Bosworth's portrayal of Clift centers largely on the people who came into his life--once they are introduced many of them fade into the background of the narrative--and on the signposts of his career. Even after his substance abuse became habitual, Monty's work was rarely short of stellar. An automobile accident in 1956 during the filming of Raintree County left him disfigured and necessitated reconstructive surgery, but despite losing much of the mobility on the left side of his face Monty never lost his ability to reach for the heart of a role and make it breathe. Despite this, he developed a reputation for being difficult, and was all but blacklisted by the time of his death at 46. Monty never seems to have been particularly happy, although it seems clear that he drew great satisfaction from his work when all was going well.

Bosworth writes well, and clearly, and drew upon interviews from family and friends for this book.
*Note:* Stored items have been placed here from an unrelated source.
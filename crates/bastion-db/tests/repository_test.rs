//! Integration tests for the Tenant repository using in-memory SurrealDB.

use bastion_core::models::tenant::{CreateTenant, TenantStatus};
use bastion_core::repository::TenantRepository;
use bastion_db::repository::SurrealTenantRepository;
use surrealdb::Surreal;
use surrealdb::engine::local::Mem;

/// Helper: spin up in-memory DB and run migrations.
async fn setup() -> Surreal<surrealdb::engine::local::Db> {
    let db = Surreal::new::<Mem>(()).await.unwrap();
    db.use_ns("test").use_db("test").await.unwrap();
    bastion_db::run_migrations(&db).await.unwrap();
    db
}

fn acme(status: TenantStatus) -> CreateTenant {
    CreateTenant {
        name: "ACME Corp".into(),
        email: "ops@acme.test".into(),
        subdomain: "acme".into(),
        custom_domain: Some("login.acme.test".into()),
        status,
    }
}

#[tokio::test]
async fn create_and_get_tenant() {
    let db = setup().await;
    let repo = SurrealTenantRepository::new(db);

    let tenant = repo.create(acme(TenantStatus::Active)).await.unwrap();
    assert_eq!(tenant.name, "ACME Corp");
    assert_eq!(tenant.subdomain, "acme");
    assert!(tenant.is_active());

    let fetched = repo.get_by_id(tenant.id).await.unwrap();
    assert_eq!(fetched.id, tenant.id);
    assert_eq!(fetched.custom_domain.as_deref(), Some("login.acme.test"));

    let by_email = repo.get_by_email("ops@acme.test").await.unwrap();
    assert_eq!(by_email.id, tenant.id);
}

#[tokio::test]
async fn identifier_matches_subdomain_or_custom_domain() {
    let db = setup().await;
    let repo = SurrealTenantRepository::new(db);
    let tenant = repo.create(acme(TenantStatus::Active)).await.unwrap();

    let by_sub = repo.get_by_identifier("acme").await.unwrap();
    assert_eq!(by_sub.id, tenant.id);

    let by_domain = repo.get_by_identifier("login.acme.test").await.unwrap();
    assert_eq!(by_domain.id, tenant.id);

    let missing = repo.get_by_identifier("globex").await.unwrap_err();
    assert!(missing.is_not_found());
}

#[tokio::test]
async fn subdomain_is_unique() {
    let db = setup().await;
    let repo = SurrealTenantRepository::new(db);
    repo.create(acme(TenantStatus::Active)).await.unwrap();

    assert!(repo.subdomain_exists("acme").await.unwrap());
    assert!(!repo.subdomain_exists("globex").await.unwrap());

    let mut dup = acme(TenantStatus::Active);
    dup.email = "other@acme.test".into();
    dup.custom_domain = None;
    assert!(repo.create(dup).await.is_err());
}

#[tokio::test]
async fn transition_status_only_from_expected_state() {
    let db = setup().await;
    let repo = SurrealTenantRepository::new(db);
    let tenant = repo
        .create(acme(TenantStatus::PendingVerification))
        .await
        .unwrap();

    let approved = repo
        .transition_status(tenant.id, TenantStatus::PendingVerification, TenantStatus::Active)
        .await
        .unwrap()
        .expect("pending tenant should transition");
    assert_eq!(approved.status, TenantStatus::Active);

    let again = repo
        .transition_status(tenant.id, TenantStatus::PendingVerification, TenantStatus::Suspended)
        .await
        .unwrap();
    assert!(again.is_none());

    let current = repo.get_by_id(tenant.id).await.unwrap();
    assert_eq!(current.status, TenantStatus::Active);
}

#[tokio::test]
async fn get_missing_tenant_returns_not_found() {
    let db = setup().await;
    let repo = SurrealTenantRepository::new(db);

    let err = repo.get_by_id(uuid::Uuid::new_v4()).await.unwrap_err();
    assert!(err.is_not_found());
}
She neither sensationalizes Monty's life nor flinches from his shortcomings, and that makes this an illuminating--if heartbreaking--read.

Sunday, June 29, 2003

Catskin: a swaddled zine, by Kelly Link

When Christopher Rowe called for contributions to the below zine, for whatever reason this story was not completed in time. Hence its publication by either Jelly Ink Press or Small Beer Press, I'm not certain which. It's a tiny little book, which I happened upon while browsing at Quimby's, and which you yourself will probably never find again if you don't already have a copy. Moment of smugness. OK, now I can tell you that this same story appears in McSweeney's Mammoth Treasury of Thrilling Tales which is not so very difficult to find and which households of good repute already have on their book-shelf or -stack. (Households of ill repute may have copies as well, but rest assured that I wouldn't know it if they did.) So you too can own and read Ms. Link's fairy tale.
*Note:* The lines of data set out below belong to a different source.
//! Bastion Core — domain models, repository traits and shared error
//! types for the multi-tenant authentication pipeline.
//!
//! Nothing in this crate talks to a database. Storage backends
//! implement the traits in [`repository`] and are bundled behind
//! [`repository::Store`].

pub mod context;
pub mod error;
pub mod models;
pub mod repository;

pub use context::RequestContext;
pub use error::{CoreError, CoreResult};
Catskin is the story of Small, the smallest of a dying witch's three surviving children, and the one to whom she bequeaths her revenge. What follows is a fairy tale, skinned, worn and turned inside-out, stained, torn and stretched almost beyond recognition. What's best about Link is that she never follows straight lines and rarely takes the quick and clean way through when slow and dirty will do. Small is befriended by one of his mother's cats, and becomes a cat himself, or a boy in a catsuit, traveling with a cat who becomes like a mother to him except insofar as she may in fact be his real mother, who may or may not still be buried in the infant house where he and his brother and sister left her. You must read this story, because I cannot describe it any better than this, and this is terribly inadequate. So go, and buy, and read.

. . . is this a cat? a question, a publication of The Fortress of Words

The Fortress of Words is the publishing concern of Christopher Rowe, although "publishing concern" is a big bunch of words. Basically FOW publishes Say . . . (of which . . . is this a cat was the maiden voyage) and nothing else (so far).

The contents of . . . is this a cat? consist of answers to the question posed, in fictional, factual, graphical or other forms. There's "Cat Years" by Scott Westerfield, which takes a bouncer's request for ID to absurd and literal lengths. There is "Nakadamit ang bata na parang pusa," by M. L. Konett, the story of a Filipino mother and daughter with an affinity for cats. Jeffrey Ford contributes "Summer Afternoon," the story of a blocked writer who places imaginary phone calls to Henry James and real ones to a woman novelist. Gwenda Bond's "The Strange Case of Portnoy Rowe: A Gumpaw Story" takes a hard-boiled investigative approach (complete with feline P.I.'s), while Justin Colussy Estes's "His Master's Face" is a comic about shifting identities. "I Remember the Catsuit Kids" is a surrealistic fictional family memoir by Alan Deniro, while "Four Scenarios" by Justine Larbalestier takes a direct approach to possible answers. There are stories by Alex Irvine and Richard Butner, charmingly odd pieces by Gavin J. Grant, an essay by Emily Pohl-Weary, a crossword puzzle (you read it right) by Pen Waggener, and a nonfiction piece on delusional misidentification syndromes by Ted Chiang. All in all, a strong issue, the best pieces being the Westerfield and the Butner, though Gavin Grant's oddities are also very entertaining.